Un évaluation constante pendant le tournoi, avec des enjeux à la clé

Pendant le tournoi, les ramasseurs sont évalués tous les jours. Chacun reçoit plusieurs notes : régularité, travail d’équipe, sens du jeu sont autant de critères qui sont pris en compte. Le comportement général pèse aussi dans la balance. Comme la population est très jeune, des recadrages sont parfois (mais rarement) nécessaires. Les adolescents sont en compétition pour savoir qui fera partie des 36 meilleurs ramasseurs qui officieront lors des finales, mais Léo Mazet l’assure : « L’ambiance est très bonne entre les ramasseurs, c’est une concurrence saine. Aucun ramasseur n’est déloyal, ce n’est pas du tout l’esprit. Il sont déjà tous très contents d’être là, en général ils vivent un rêve éveillé ».

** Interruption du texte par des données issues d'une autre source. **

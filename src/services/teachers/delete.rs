use actix_web::{HttpRequest, HttpResponse, Result as ActixResult};
use tracing::{info, warn};

use super::TeacherService;
use crate::media::{MediaHost, extract_public_id_from_url};
use crate::models::ErrorCode;
use crate::models::courses::entities::LessonKind;
use crate::services::respond;

pub async fn delete_teacher(
    service: &TeacherService,
    request: &HttpRequest,
    teacher_id: i64,
) -> ActixResult<HttpResponse> {
    let storage = service.get_storage(request);

    let teacher = match storage.get_teacher_by_id(teacher_id).await {
        Ok(Some(teacher)) => teacher,
        Ok(None) => {
            return Ok(respond::not_found(
                ErrorCode::TeacherNotFound,
                "Teacher not found",
            ));
        }
        Err(e) => return Ok(respond::internal("Failed to get teacher", e)),
    };

    let user = match storage.get_user_by_id(teacher.user_id).await {
        Ok(Some(user)) => user,
        Ok(None) => {
            return Ok(respond::not_found(ErrorCode::UserNotFound, "User not found"));
        }
        Err(e) => return Ok(respond::internal("Failed to get user", e)),
    };

    // 头像清理失败不阻塞删除
    if let Some(photo) = &user.photo
        && let Err(e) = MediaHost::get().delete_image(&photo.public_id).await
    {
        warn!("Failed to delete avatar {}: {}", photo.public_id, e);
    }

    // 逐个删除教师的课程：进度、媒体资源、课程行
    let courses = match storage.courses_of_teacher(teacher.id).await {
        Ok(courses) => courses,
        Err(e) => return Ok(respond::internal("Failed to list teacher courses", e)),
    };
    for course in courses {
        let media = MediaHost::get();
        if let Some(cover) = &course.cover
            && let Err(e) = media.delete_image(&cover.public_id).await
        {
            warn!("Failed to delete course cover {}: {}", cover.public_id, e);
        }
        for chapter in &course.chapters {
            for lesson in &chapter.lessons {
                if lesson.kind == LessonKind::Video
                    && let Some(public_id) = extract_public_id_from_url(&lesson.content)
                    && let Err(e) = media.delete_video(&public_id).await
                {
                    warn!("Failed to delete lesson video {}: {}", public_id, e);
                }
            }
        }

        if let Err(e) = storage.delete_progress_of_course(course.id).await {
            warn!("Failed to delete progress of course {}: {}", course.id, e);
        }
        if let Err(e) = storage.delete_course(course.id).await {
            warn!("Failed to delete course {}: {}", course.id, e);
        } else {
            info!("Course {} deleted with its teacher", course.id);
        }
    }

    if let Err(e) = storage.delete_teacher(teacher.id).await {
        return Ok(respond::internal("Failed to delete teacher", e));
    }
    if let Err(e) = storage.delete_user(user.id).await {
        return Ok(respond::internal("Failed to delete user", e));
    }

    info!("Teacher {} ({}) deleted", teacher_id, user.email);
    Ok(respond::ok_empty("Teacher deleted successfully"))
}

Les effectifs sont prévus suffisamment larges pour parer à toute éventualité : blessures, coups de fatigue, perte de moyens. « Ca arrive tous les jours qu’on arrête un ramasseur pour lui dire d’aller se reposer ». Il faut dire que les ramasseurs prennent des positions qui ne sont pas vraiment naturelles. Etre statique un genou à terre ou faire le piquet à l’angle du court pendant plusieurs minutes avant de placer une accélération brutale, cela peut user et au bout de quelques jours, cela se ressent. Et puis il y a toujours un risque de blessure plus sérieuse : « en 2017, sur sa première rotation lors des qualifications, une ramasseuse a voulu attraper à une main un service à 215km/h. Fractures à trois doigts, fin de Roland-Garros pour elle… Mais on l’a rappelée l’année suivante ».

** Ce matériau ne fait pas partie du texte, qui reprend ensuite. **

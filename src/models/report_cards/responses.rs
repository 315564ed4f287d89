use serde::Serialize;

use super::entities::ReportCard;
use crate::models::activity_scores::responses::ScoreView;

// 成绩聚合视图：附带科目/班级名称和成绩明细
#[derive(Debug, Clone, Serialize)]
pub struct ReportCardView {
    #[serde(flatten)]
    pub report_card: ReportCard,
    pub subject_name: String,
    pub class_name: String,
    pub scores: Vec<ScoreView>,
}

A l’issue du tournoi, les meilleurs ramasseurs, mais aussi ceux avec qui le courant passe le mieux humainement, seront sélectionnés pour le Rolex Paris Masters, où seulement 60 sont nécessaires. Mais il s’agit de la seule passerelle qui existe. D’ailleurs, le ballet des ramasseurs peut tout à fait être différent d’un tournoi à l’autre, même en France. Si sur certains tournois, ce sont des encadrants formés à la FTT qui sont aux manettes, la méthode est alors la même. Mais ce n’est pas systématique. Certains tournois fonctionnent avec des ramasseurs locaux et formés différemment.

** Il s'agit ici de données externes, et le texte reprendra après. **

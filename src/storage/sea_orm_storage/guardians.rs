use super::SeaOrmStorage;
use crate::entity::guardians::{ActiveModel, Column, Entity as Guardians};
use crate::errors::{Result, SchoolSystemError};
use crate::models::guardians::{
    entities::Guardian,
    requests::{CreateGuardianRequest, UpdateGuardianRequest},
};
use crate::models::students::entities::Student;
use sea_orm::{ActiveModelTrait, ColumnTrait, EntityTrait, QueryFilter, QueryOrder, Set};

impl SeaOrmStorage {
    /// 创建监护人
    pub async fn create_guardian_impl(&self, req: &CreateGuardianRequest) -> Result<Guardian> {
        let now = chrono::Utc::now().timestamp();

        let model = ActiveModel {
            name: Set(req.name.clone()),
            cpf: Set(req.cpf.clone()),
            phone: Set(req.phone.clone()),
            email: Set(Some(req.email.clone())),
            relationship: Set(req.relationship.to_string()),
            active: Set(true),
            created_at: Set(now),
            updated_at: Set(now),
            ..Default::default()
        };

        let result = model
            .insert(&self.db)
            .await
            .map_err(|e| SchoolSystemError::database_operation(format!("创建监护人失败: {e}")))?;

        Ok(result.into_guardian())
    }

    pub async fn get_guardian_by_id_impl(&self, id: i64) -> Result<Option<Guardian>> {
        let result = Guardians::find_by_id(id)
            .one(&self.db)
            .await
            .map_err(|e| SchoolSystemError::database_operation(format!("查询监护人失败: {e}")))?;

        Ok(result.map(|m| m.into_guardian()))
    }

    pub async fn get_guardians_by_ids_impl(&self, ids: &[i64]) -> Result<Vec<Guardian>> {
        if ids.is_empty() {
            return Ok(Vec::new());
        }

        let result = Guardians::find()
            .filter(Column::Id.is_in(ids.to_vec()))
            .all(&self.db)
            .await
            .map_err(|e| SchoolSystemError::database_operation(format!("查询监护人失败: {e}")))?;

        Ok(result.into_iter().map(|m| m.into_guardian()).collect())
    }

    pub async fn get_guardian_by_cpf_impl(&self, cpf: &str) -> Result<Option<Guardian>> {
        let result = Guardians::find()
            .filter(Column::Cpf.eq(cpf))
            .one(&self.db)
            .await
            .map_err(|e| SchoolSystemError::database_operation(format!("查询监护人失败: {e}")))?;

        Ok(result.map(|m| m.into_guardian()))
    }

    pub async fn get_guardian_by_phone_impl(&self, phone: &str) -> Result<Option<Guardian>> {
        let result = Guardians::find()
            .filter(Column::Phone.eq(phone))
            .one(&self.db)
            .await
            .map_err(|e| SchoolSystemError::database_operation(format!("查询监护人失败: {e}")))?;

        Ok(result.map(|m| m.into_guardian()))
    }

    pub async fn get_guardian_by_email_impl(&self, email: &str) -> Result<Option<Guardian>> {
        let result = Guardians::find()
            .filter(Column::Email.eq(email))
            .one(&self.db)
            .await
            .map_err(|e| SchoolSystemError::database_operation(format!("查询监护人失败: {e}")))?;

        Ok(result.map(|m| m.into_guardian()))
    }

    /// 列出监护人，可按关联学生过滤
    pub async fn list_guardians_impl(&self, student_id: Option<i64>) -> Result<Vec<Guardian>> {
        let mut select = Guardians::find();

        if let Some(student_id) = student_id {
            let guardian_ids = self.guardian_ids_of_student_impl(student_id).await?;
            if guardian_ids.is_empty() {
                return Ok(Vec::new());
            }
            select = select.filter(Column::Id.is_in(guardian_ids));
        }

        let result = select
            .order_by_asc(Column::Name)
            .all(&self.db)
            .await
            .map_err(|e| {
                SchoolSystemError::database_operation(format!("查询监护人列表失败: {e}"))
            })?;

        Ok(result.into_iter().map(|m| m.into_guardian()).collect())
    }

    pub async fn update_guardian_impl(
        &self,
        id: i64,
        update: &UpdateGuardianRequest,
    ) -> Result<Option<Guardian>> {
        let existing = self.get_guardian_by_id_impl(id).await?;
        if existing.is_none() {
            return Ok(None);
        }

        let model = ActiveModel {
            id: Set(id),
            name: Set(update.name.clone()),
            cpf: Set(update.cpf.clone()),
            phone: Set(update.phone.clone()),
            email: Set(Some(update.email.clone())),
            relationship: Set(update.relationship.to_string()),
            updated_at: Set(chrono::Utc::now().timestamp()),
            ..Default::default()
        };

        model
            .update(&self.db)
            .await
            .map_err(|e| SchoolSystemError::database_operation(format!("更新监护人失败: {e}")))?;

        self.get_guardian_by_id_impl(id).await
    }

    pub async fn set_guardian_active_impl(&self, id: i64, active: bool) -> Result<Option<Guardian>> {
        let existing = self.get_guardian_by_id_impl(id).await?;
        if existing.is_none() {
            return Ok(None);
        }

        let model = ActiveModel {
            id: Set(id),
            active: Set(active),
            updated_at: Set(chrono::Utc::now().timestamp()),
            ..Default::default()
        };

        model.update(&self.db).await.map_err(|e| {
            SchoolSystemError::database_operation(format!("更新监护人状态失败: {e}"))
        })?;

        self.get_guardian_by_id_impl(id).await
    }

    /// 监护人名下的学生
    pub async fn students_of_guardian_impl(&self, guardian_id: i64) -> Result<Vec<Student>> {
        let student_ids = self.student_ids_of_guardian_impl(guardian_id).await?;
        self.students_by_ids_impl(&student_ids).await
    }

    pub async fn delete_guardian_impl(&self, id: i64) -> Result<bool> {
        let result = Guardians::delete_by_id(id)
            .exec(&self.db)
            .await
            .map_err(|e| SchoolSystemError::database_operation(format!("删除监护人失败: {e}")))?;

        Ok(result.rows_affected > 0)
    }
}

Pour finir, Léo a partagé avec nous quelques histoires touchantes qui ont eu lieu entre les ramasseurs et les joueurs. Il se souvient notamment d’Elise en 2016, qui était absolument fan de Caroline Garcia : « au point de se mettre à pleurer si elle la voyait ». Cette admiration était revenue aux oreilles de la joueuse, qui lui avait offert son t-shirt et ses poignets. Par la suite, elles avaient échangé sur les réseaux sociaux. D’ailleurs, ladite Elise travaille encore aujourd’hui à Roland-Garros, au service joueurs. Mais la plus belle histoire, et la plus médiatisée, reste celle de Kenza, en 2011. Lors de la mythique demi-finale entre Roger Federer et Novak Djokovic, où le Suisse allait briser la série en cours de 43 victoires du Serbe, la ramasseuse avait écrit dans la terre « Allez Roger » pour encourager son favori. Si le joueur n’avait pas vu le message sur le coup, un photographe a immortalisé l’inscription, qui est devenue virale. Le joueur, touché par cette marque de soutien, a dédicacé et encadré pour elle la chemise rouge qu’il portait lors de la finale perdue au match suivant contre Rafael Nadal. Cet artefact est toujours accroché au mur dans le bureau des ramasseurs.